Probability is the most basic subject among all the statistics courses. Since I decide to review what I have learned from these years, it is natural to start from reviewing Probability.
In this article I will only include something I think is important.
1. Counting Methods
1.1 Some definations and rules
Multiplication Rule
K experiment stages s.t. there are $n_k$ outcomes for each outcome of the first (k-1) stages.

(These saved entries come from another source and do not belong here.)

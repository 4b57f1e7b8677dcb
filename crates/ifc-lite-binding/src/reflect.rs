// This Source Code Form is subject to the terms of the Mozilla Public
// License, v. 2.0. If a copy of the MPL was not distributed with this
// file, You can obtain one at https://mozilla.org/MPL/2.0/.

//! Schema reflection dump

use crate::entity::Entity;
use ifc_lite_sdai::{AttributeDescriptor, AttributeStore};
use std::fmt;

/// An entity declaration as reported by the store
#[derive(Clone, Debug, PartialEq, Eq)]
pub struct EntityDescription {
    pub name: String,
    /// Direct supertypes
    pub supertypes: Vec<String>,
    pub is_abstract: bool,
    /// All attributes, inherited ones first
    pub attributes: Vec<AttributeDescriptor>,
}

impl EntityDescription {
    /// Look up an attribute by case-insensitive name
    pub fn attribute(&self, name: &str) -> Option<&AttributeDescriptor> {
        self.attributes
            .iter()
            .find(|a| a.name.eq_ignore_ascii_case(name))
    }

    /// Attributes stored on instances (inverse ones excluded)
    pub fn direct_attributes(&self) -> impl Iterator<Item = &AttributeDescriptor> {
        self.attributes.iter().filter(|a| a.is_direct())
    }
}

impl fmt::Display for EntityDescription {
    fn fmt(&self, f: &mut fmt::Formatter<'_>) -> fmt::Result {
        write!(f, "{}:", self.name)?;
        for supertype in &self.supertypes {
            write!(f, " {}", supertype)?;
        }
        for attr in &self.attributes {
            write!(f, "\n    {}", attr)?;
        }
        Ok(())
    }
}

/// Describe the entity `name`
pub fn describe_entity(store: &dyn AttributeStore, name: &str) -> EntityDescription {
    EntityDescription {
        name: name.to_string(),
        supertypes: store.supertypes(name),
        is_abstract: store.is_abstract(name),
        attributes: store.attributes(name),
    }
}

impl Entity<'_> {
    /// Describe the type the instance was created as; `None` for a null view
    pub fn describe(&self) -> Option<EntityDescription> {
        let name = self.entity_name()?;
        Some(describe_entity(self.store(), &name))
    }
}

Then there are $n_1 \times n_2 \dots \times n_k$ possible outcomes of this k-stage experiment.
Permutation
The number of ways to arrange N numbers = The number of ways to order first N numbers
Combination
Choosing k out of N distinct objects
1.2 Application summary
Normally the permutation questions are not very difficult. So here I only summarise the combination problems. Basically there are four situations, the key factors to divide these situations are replacement and order.
Suppose the question is to choose k number from N distinct numbers, here are the number of distinct results:
Condition | Care for order | Not care for order |
---|---|---|
With replacement | $N^k$ | $C_{N+k-1}^{k}$ |
Without replacement | $P_{N}^{k}$ | $C_{N}^{k}$ |
The most confusing result is when we don't care for order and replacement is allowed. Here we could think of the k number as balls and N-1 as the number of movable sticks since N-1 sticks will divide all the number into N parts and the balls in each part belong to one number. In that case, we ignore the order and at the same time allow the k number to be the same.

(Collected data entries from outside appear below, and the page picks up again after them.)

// This Source Code Form is subject to the terms of the Mozilla Public
// License, v. 2.0. If a copy of the MPL was not distributed with this
// file, You can obtain one at https://mozilla.org/MPL/2.0/.

//! IFC4 subset schema
//!
//! Covers the entities the `ifc-lite-binding` IFC4 wrappers are generated for.
//! Attributes outside that surface (placements, representations, owner
//! history) are left out.

use crate::schema::{AttributeDef as A, EntityDef as E, Schema};
use ifc_lite_sdai::{AggregationType::*, Result};

/// Build the IFC4 subset schema
pub fn schema() -> Result<Schema> {
    Schema::builder("IFC4")
        // Kernel
        .entity(
            E::new("IfcRoot")
                .abstract_entity()
                .attribute(A::text("GlobalId"))
                .attribute(A::text("Name").optional())
                .attribute(A::text("Description").optional()),
        )
        .entity(
            E::new("IfcObjectDefinition")
                .abstract_entity()
                .subtype_of("IfcRoot")
                .attribute(
                    A::aggregate("HasAssignments", Set)
                        .with_domain("IfcRelAssigns")
                        .inverse(),
                )
                .attribute(
                    A::aggregate("IsDecomposedBy", Set)
                        .with_domain("IfcRelAggregates")
                        .inverse(),
                ),
        )
        .entity(
            E::new("IfcObject")
                .abstract_entity()
                .subtype_of("IfcObjectDefinition")
                .attribute(A::text("ObjectType").optional()),
        )
        .entity(
            E::new("IfcProduct")
                .abstract_entity()
                .subtype_of("IfcObject"),
        )
        .entity(
            E::new("IfcActor")
                .subtype_of("IfcObject")
                .attribute(A::select("TheActor", "IfcActorSelect")),
        )
        .entity(
            E::new("IfcGroup")
                .subtype_of("IfcObject")
                .attribute(
                    A::aggregate("IsGroupedBy", Set)
                        .with_domain("IfcRelAssignsToGroup")
                        .inverse(),
                ),
        )
        // Building elements
        .entity(
            E::new("IfcElement")
                .abstract_entity()
                .subtype_of("IfcProduct")
                .attribute(A::text("Tag").optional()),
        )
        .entity(
            E::new("IfcBuildingElement")
                .abstract_entity()
                .subtype_of("IfcElement"),
        )
        .entity(
            E::new("IfcWall")
                .subtype_of("IfcBuildingElement")
                .attribute(A::enumeration("PredefinedType", "IfcWallTypeEnum").optional()),
        )
        .entity(
            E::new("IfcSlab")
                .subtype_of("IfcBuildingElement")
                .attribute(A::enumeration("PredefinedType", "IfcSlabTypeEnum").optional()),
        )
        .entity(
            E::new("IfcDoor")
                .subtype_of("IfcBuildingElement")
                .attribute(A::simple("OverallHeight").optional())
                .attribute(A::simple("OverallWidth").optional())
                .attribute(A::enumeration("PredefinedType", "IfcDoorTypeEnum").optional())
                .attribute(A::text("UserDefinedOperationType").optional()),
        )
        // Spatial structure
        .entity(
            E::new("IfcSpatialElement")
                .abstract_entity()
                .subtype_of("IfcProduct")
                .attribute(A::text("LongName").optional()),
        )
        .entity(
            E::new("IfcSpatialStructureElement")
                .abstract_entity()
                .subtype_of("IfcSpatialElement")
                .attribute(
                    A::enumeration("CompositionType", "IfcElementCompositionEnum").optional(),
                ),
        )
        .entity(
            E::new("IfcSite")
                .subtype_of("IfcSpatialStructureElement")
                .attribute(A::aggregate("RefLatitude", List).optional())
                .attribute(A::aggregate("RefLongitude", List).optional())
                .attribute(A::simple("RefElevation").optional())
                .attribute(A::text("LandTitleNumber").optional()),
        )
        // Actors
        .entity(
            E::new("IfcPerson")
                .attribute(A::text("Identification").optional())
                .attribute(A::text("FamilyName").optional())
                .attribute(A::text("GivenName").optional())
                .attribute(A::aggregate("MiddleNames", List).optional()),
        )
        .entity(
            E::new("IfcOrganization")
                .attribute(A::text("Identification").optional())
                .attribute(A::text("Name"))
                .attribute(A::text("Description").optional()),
        )
        .entity(
            E::new("IfcPersonAndOrganization")
                .attribute(A::entity("ThePerson", "IfcPerson"))
                .attribute(A::entity("TheOrganization", "IfcOrganization")),
        )
        // Measures and units
        .entity(
            E::new("IfcMeasureWithUnit")
                .attribute(A::select("ValueComponent", "IfcValue"))
                .attribute(A::select("UnitComponent", "IfcUnit")),
        )
        .entity(
            E::new("IfcNamedUnit")
                .abstract_entity()
                .attribute(A::enumeration("UnitType", "IfcUnitEnum")),
        )
        .entity(
            E::new("IfcSIUnit")
                .subtype_of("IfcNamedUnit")
                .attribute(A::enumeration("Prefix", "IfcSIPrefix").optional())
                .attribute(A::enumeration("Name", "IfcSIUnitName")),
        )
        .entity(E::new("IfcMonetaryUnit").attribute(A::text("Currency")))
        .entity(
            E::new("IfcUnitAssignment")
                .attribute(A::aggregate("Units", Set).with_domain("IfcUnit")),
        )
        // Properties
        .entity(
            E::new("IfcProperty")
                .abstract_entity()
                .attribute(A::text("Name"))
                .attribute(A::text("Description").optional()),
        )
        .entity(
            E::new("IfcSimpleProperty")
                .abstract_entity()
                .subtype_of("IfcProperty"),
        )
        .entity(
            E::new("IfcPropertySingleValue")
                .subtype_of("IfcSimpleProperty")
                .attribute(A::select("NominalValue", "IfcValue").optional())
                .attribute(A::select("Unit", "IfcUnit").optional()),
        )
        .entity(
            E::new("IfcPropertyEnumeratedValue")
                .subtype_of("IfcSimpleProperty")
                .attribute(
                    A::aggregate("EnumerationValues", List)
                        .with_domain("IfcValue")
                        .optional(),
                ),
        )
        // Relationships
        .entity(
            E::new("IfcRelationship")
                .abstract_entity()
                .subtype_of("IfcRoot"),
        )
        .entity(
            E::new("IfcRelAssigns")
                .abstract_entity()
                .subtype_of("IfcRelationship")
                .attribute(A::aggregate("RelatedObjects", Set).with_domain("IfcObjectDefinition"))
                .attribute(A::enumeration("RelatedObjectsType", "IfcObjectTypeEnum").optional()),
        )
        .entity(
            E::new("IfcRelAssignsToGroup")
                .subtype_of("IfcRelAssigns")
                .attribute(A::entity("RelatingGroup", "IfcGroup")),
        )
        .entity(
            E::new("IfcRelDecomposes")
                .abstract_entity()
                .subtype_of("IfcRelationship"),
        )
        .entity(
            E::new("IfcRelAggregates")
                .subtype_of("IfcRelDecomposes")
                .attribute(A::entity("RelatingObject", "IfcObjectDefinition"))
                .attribute(A::aggregate("RelatedObjects", Set).with_domain("IfcObjectDefinition")),
        )
        // Geometry
        .entity(E::new("IfcRepresentationItem").abstract_entity())
        .entity(
            E::new("IfcGeometricRepresentationItem")
                .abstract_entity()
                .subtype_of("IfcRepresentationItem"),
        )
        .entity(
            E::new("IfcCartesianPointList")
                .abstract_entity()
                .subtype_of("IfcGeometricRepresentationItem"),
        )
        .entity(
            E::new("IfcCartesianPointList2D")
                .subtype_of("IfcCartesianPointList")
                .attribute(A::aggregate("CoordList", List)),
        )
        .entity(
            E::new("IfcCartesianPointList3D")
                .subtype_of("IfcCartesianPointList")
                .attribute(A::aggregate("CoordList", List)),
        )
        .entity(
            E::new("IfcCurve")
                .abstract_entity()
                .subtype_of("IfcGeometricRepresentationItem"),
        )
        .entity(
            E::new("IfcBoundedCurve")
                .abstract_entity()
                .subtype_of("IfcCurve"),
        )
        .entity(
            E::new("IfcIndexedPolyCurve")
                .subtype_of("IfcBoundedCurve")
                .attribute(A::entity("Points", "IfcCartesianPointList"))
                .attribute(
                    A::aggregate("Segments", List)
                        .with_domain("IfcSegmentIndexSelect")
                        .optional(),
                )
                .attribute(A::simple("SelfIntersect").optional()),
        )
        // Textures
        .entity(
            E::new("IfcSurfaceTexture")
                .abstract_entity()
                .attribute(A::simple("RepeatS"))
                .attribute(A::simple("RepeatT"))
                .attribute(A::text("Mode").optional()),
        )
        .entity(
            E::new("IfcBlobTexture")
                .subtype_of("IfcSurfaceTexture")
                .attribute(A::text("RasterFormat"))
                .attribute(A::text("RasterCode")),
        )
        .entity(
            E::new("IfcPixelTexture")
                .subtype_of("IfcSurfaceTexture")
                .attribute(A::simple("Width"))
                .attribute(A::simple("Height"))
                .attribute(A::simple("ColourComponents"))
                .attribute(A::aggregate("Pixel", List)),
        )
        .build()
}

2. Conditional Probability
2.1 Some definations and rules
Total Probability
$F_1, F_2 \dots, F_n$ are a set of disjoint events whose union is the entire sample space E, then we have:
$$P(E) = P(E|F_1)P(F_1)+\dots+P(E|F_n)P(F_n) $$
Normally, the event $E$ will be the output, and every sub event $F_i$ will be the reason that leads to that output. The intuition is that we sum all the probabilty that each reason leads to this output. (Reason infers Output)
Bayes Formula
Think of $E$ = outcome of an experiment, $F_1, F_2 \dots, F_n$ = hypothesis. We want to update our beliefs given the outcome of the experiment. That is, we want to compute $$P(F_k|E) = \frac{P(F_k)P(E|F_k)}{\sum_{i=1}^{n}P(F_i)P(E|F_i)}$$
If you carefully review bayes formula, you will find that what it calculates is just the opposite of the total probability. How to say that? Because for bayes formula, we already know the output and want to find the probability that each reason leads to this output. (Output infers reason/hypothesis)
2.2 Application
Example
Here is an example of the application of bayes formula
Suppose the probability that one person has this illness is 0.03. Due to the lag of the technology, the test results may make some mistakes. Here are the test information:
$$P(positive|ill) = 0.99$$$$P(negative|ill) = 0.01$$$$P(positive|not\ ill) = 0.05$$$$P(negative|not\ ill) = 0.95$$
Here I want to calculate the probability that the person is ill (hypothesis) given the test is positive (Output). $$P(ill|positive) = \frac{P(ill)P(positive|ill)}{P(ill)P(positive|ill)+P(not\ ill)P(positive|not\ ill)}=0.38$$
Further application
Based on these thoughts, bayes formula is widely used in machine learning field; The most famous one is the naive bayes classifier.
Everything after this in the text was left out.